Reality has no name

We find it so easy to use words as the ‘names’ of things that we don’t recognize when these ‘names’ over-extend their ‘nameness’ or naming function into generalities that cannot possibly be considered as actual entities.

It seems to make sense, and it is even commonplace, to refer to that tall woody thing that dumps leaves on my lawn every autumn a ‘tree.’ further extending that to other entities like it, collectively, as ‘trees’ is simply grammatical pluralization, again making sense according to the rules of both classical logic and modern biology. But – what is a thing called ‘forest’? where is such an entity? Is it just more ‘trees’? A spot on a map? Something that isn’t a desert? What’s a desert?

Most people are not aware that the Antarctic is considered a desert by scientists. ( http://www.answers.com/Q/Is_Antarctica_a_desert ) I think most of us believe that ‘desert’ signifies a geographical space that is hot and sandy. And because most of us use the word in this way and refer to images, and experiences, and narratives including these qualities, we would be right. The Antarctic is something else. But only in so far as we imagine it, and experience it (if we are fortunate enough). Otherwise – well, scientists have agreed to call it a desert. Fine; who would argue with science? But it’s no ‘desert’ as most of us who use the term would imagine it to be.

The fact is, language is not about naming objects; it is not a mirror of nature, it does not validate ‘justified true beliefs’.

I see no difficulty in saying that forests don’t exist in nature.
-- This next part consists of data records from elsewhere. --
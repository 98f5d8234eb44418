//! Matroska timecode files for variable frame rate output.
//!
//! Two formats are supported:
//!
//! - **v2** lists one timestamp in milliseconds per output frame.
//! - **v1** assumes a default rate and lists `start,end,fps` ranges for
//!   every section that runs at a different rate.
//!
//! The decimator feeds sections to a [`TimecodeWriter`] as it decides them
//! and ends the file with a short statistics trailer.

use crate::error::Result;
use serde::{Deserialize, Serialize};
use std::io::Write;

/// Rates closer than this are treated as equal.
const RATE_EPSILON: f64 = 1e-6;

/// Timecode file layout.
#[derive(Debug, Clone, Copy, PartialEq, Eq, Default, Serialize, Deserialize)]
pub enum TimecodeFormat {
    /// Default rate plus ranges.
    #[default]
    V1,
    /// One timestamp per frame.
    V2,
}

impl TimecodeFormat {
    /// Format selected by the `tcfv1` setting.
    pub fn from_v1_flag(v1: bool) -> Self {
        if v1 {
            Self::V1
        } else {
            Self::V2
        }
    }
}

/// Film/video statistics written at the end of a timecode file.
#[derive(Debug, Clone, Copy, PartialEq, Eq, Default)]
pub struct VfrStats {
    /// Source frames in film sections.
    pub film: usize,
    /// Source frames in video sections.
    pub video: usize,
    /// Longest video section in source frames.
    pub longest_video: usize,
    /// Number of video sections.
    pub video_sections: usize,
    run: usize,
}

impl VfrStats {
    /// Count a video cycle of `frames` source frames.
    pub fn add_video(&mut self, frames: usize) {
        self.video += frames;
        self.run += frames;
    }

    /// Count a film cycle of `frames` source frames.
    pub fn add_film(&mut self, frames: usize) {
        self.film += frames;
        self.close_run();
    }

    /// End the video section in progress, if any.
    pub fn close_run(&mut self) {
        if self.run > 0 {
            self.longest_video = self.longest_video.max(self.run);
            self.video_sections += 1;
            self.run = 0;
        }
    }

    /// Trailer lines for a clip of `total` source frames.
    pub fn render(&self, total: usize) -> String {
        let pct = |v: usize| v as f64 * 100.0 / total.max(1) as f64;
        format!(
            "# vfr stats:  {:05.2}% film  {:05.2}% video\n\
             # vfr stats:  {} - film  {} - video  {} - total\n\
             # vfr stats:  longest vid section - {} frames\n\
             # vfr stats:  # of detected vid sections - {}\n",
            pct(self.film),
            pct(self.video),
            self.film,
            self.video,
            total,
            self.longest_video,
            self.video_sections
        )
    }
}

/// Streams output frame timing to a timecode file.
#[derive(Debug)]
pub struct TimecodeWriter<W: Write> {
    out: W,
    format: TimecodeFormat,
    assumed_fps: f64,
    timestamp: f64,
    frames: usize,
    run: Option<(usize, f64)>,
}

impl<W: Write> TimecodeWriter<W> {
    /// Write the header. `assumed_fps` is the v1 default rate.
    pub fn new(mut out: W, format: TimecodeFormat, assumed_fps: f64, mode: u32) -> Result<Self> {
        match format {
            TimecodeFormat::V1 => {
                writeln!(out, "# timecode format v1")?;
                writeln!(out, "Assume {:.6}", assumed_fps)?;
            }
            TimecodeFormat::V2 => writeln!(out, "# timecode format v2")?,
        }
        writeln!(out, "# TDecimate {} (transcode-decimate)", env!("CARGO_PKG_VERSION"))?;
        writeln!(out, "# Mode {} - Auto-generated mkv timecodes file", mode)?;
        Ok(Self {
            out,
            format,
            assumed_fps,
            timestamp: 0.0,
            frames: 0,
            run: None,
        })
    }

    /// Append `count` output frames shown at `fps`.
    pub fn push(&mut self, count: usize, fps: f64) -> Result<()> {
        if count == 0 {
            return Ok(());
        }
        match self.format {
            TimecodeFormat::V2 => {
                let step = 1000.0 / fps;
                for _ in 0..count {
                    writeln!(self.out, "{:.6}", self.timestamp)?;
                    self.timestamp += step;
                }
            }
            TimecodeFormat::V1 => match self.run {
                Some((_, rate)) if (rate - fps).abs() < RATE_EPSILON => {}
                _ => {
                    self.end_section()?;
                    self.run = Some((self.frames, fps));
                }
            },
        }
        self.frames += count;
        Ok(())
    }

    /// Close the v1 range in progress.
    pub fn end_section(&mut self) -> Result<()> {
        if let Some((start, rate)) = self.run.take() {
            if (rate - self.assumed_fps).abs() >= RATE_EPSILON && self.frames > start {
                writeln!(self.out, "{},{},{:.6}", start, self.frames - 1, rate)?;
            }
        }
        Ok(())
    }

    /// Append a comment line.
    pub fn comment(&mut self, text: &str) -> Result<()> {
        writeln!(self.out, "# {}", text)?;
        Ok(())
    }

    /// Output frames written so far.
    pub fn frames_written(&self) -> usize {
        self.frames
    }

    /// Close the last range, write the statistics trailer and flush.
    pub fn finish(mut self, stats: &VfrStats, total: usize) -> Result<W> {
        self.end_section()?;
        let mut stats = *stats;
        stats.close_run();
        self.out.write_all(stats.render(total).as_bytes())?;
        self.out.flush()?;
        Ok(self.out)
    }
}

#[cfg(test)]
mod tests {
    use super::*;
    use pretty_assertions::assert_eq;

    const FPS: f64 = 30000.0 / 1001.0;
    const FILM: f64 = 24000.0 / 1001.0;

    fn body(out: Vec<u8>) -> Vec<String> {
        String::from_utf8(out)
            .unwrap()
            .lines()
            .filter(|l| !l.starts_with('#'))
            .map(str::to_string)
            .collect()
    }

    #[test]
    fn test_v2_timestamps() {
        let mut tc = TimecodeWriter::new(Vec::new(), TimecodeFormat::V2, FPS, 3).unwrap();
        tc.push(2, FPS).unwrap();
        tc.push(1, FILM).unwrap();
        let out = tc.finish(&VfrStats::default(), 10).unwrap();
        let lines = body(out);
        assert_eq!(lines, vec!["0.000000", "33.366667", "66.733333"]);
    }

    #[test]
    fn test_v1_ranges() {
        let mut tc = TimecodeWriter::new(Vec::new(), TimecodeFormat::V1, FPS, 5).unwrap();
        tc.push(4, FILM).unwrap();
        tc.push(4, FILM).unwrap();
        tc.push(5, FPS).unwrap();
        tc.push(4, FILM).unwrap();
        assert_eq!(tc.frames_written(), 17);
        let out = tc.finish(&VfrStats::default(), 20).unwrap();
        let text = String::from_utf8(out.clone()).unwrap();
        assert!(text.starts_with("# timecode format v1\nAssume 29.970030\n"));
        assert!(text.contains("# Mode 5 - Auto-generated mkv timecodes file"));
        let lines = body(out);
        assert_eq!(
            lines,
            vec!["Assume 29.970030", "0,7,23.976024", "13,16,23.976024"]
        );
    }

    #[test]
    fn test_stats() {
        let mut stats = VfrStats::default();
        stats.add_film(5);
        stats.add_video(5);
        stats.add_video(5);
        stats.add_film(5);
        stats.add_video(5);
        stats.close_run();
        assert_eq!(stats.longest_video, 10);
        assert_eq!(stats.video_sections, 2);
        let text = stats.render(25);
        assert!(text.contains("# vfr stats:  40.00% film  60.00% video"));
        assert!(text.contains("# vfr stats:  10 - film  15 - video  25 - total"));
        assert!(text.contains("longest vid section - 10 frames"));
        assert!(text.contains("# of detected vid sections - 2"));
    }
}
We walk among these tall, rough-shelled things with irregular poles sticking out of them, all covered with thin green things. We’ve come to call these things ‘trees,’ with their ‘branches’ growing ‘leaves.’ To the extent we can differentiate a large number of these ‘trees’ from areas without much of them, or any of them, we have come to call the area with the ‘trees’ a ‘forest,’ so we have a location in space to which to refer for the sake of directions.

There are a number of ways we’ve developed to address these phenomena, including careful dissection and analyses of activities and events that permit the objects under study continued existence. But do ‘forests’ exist? Do even ‘trees’ exist except within the discourse of humans needing to refer to ‘those things there’? I confess I doubt this.

What we call tomatoes are fruit, and watermelons are vegetables – until we get to the table; then it is neither wrong nor nonsense to toss the tomato into the vegetable salad, and afterwards, enjoy the fruity flavor of the watermelon.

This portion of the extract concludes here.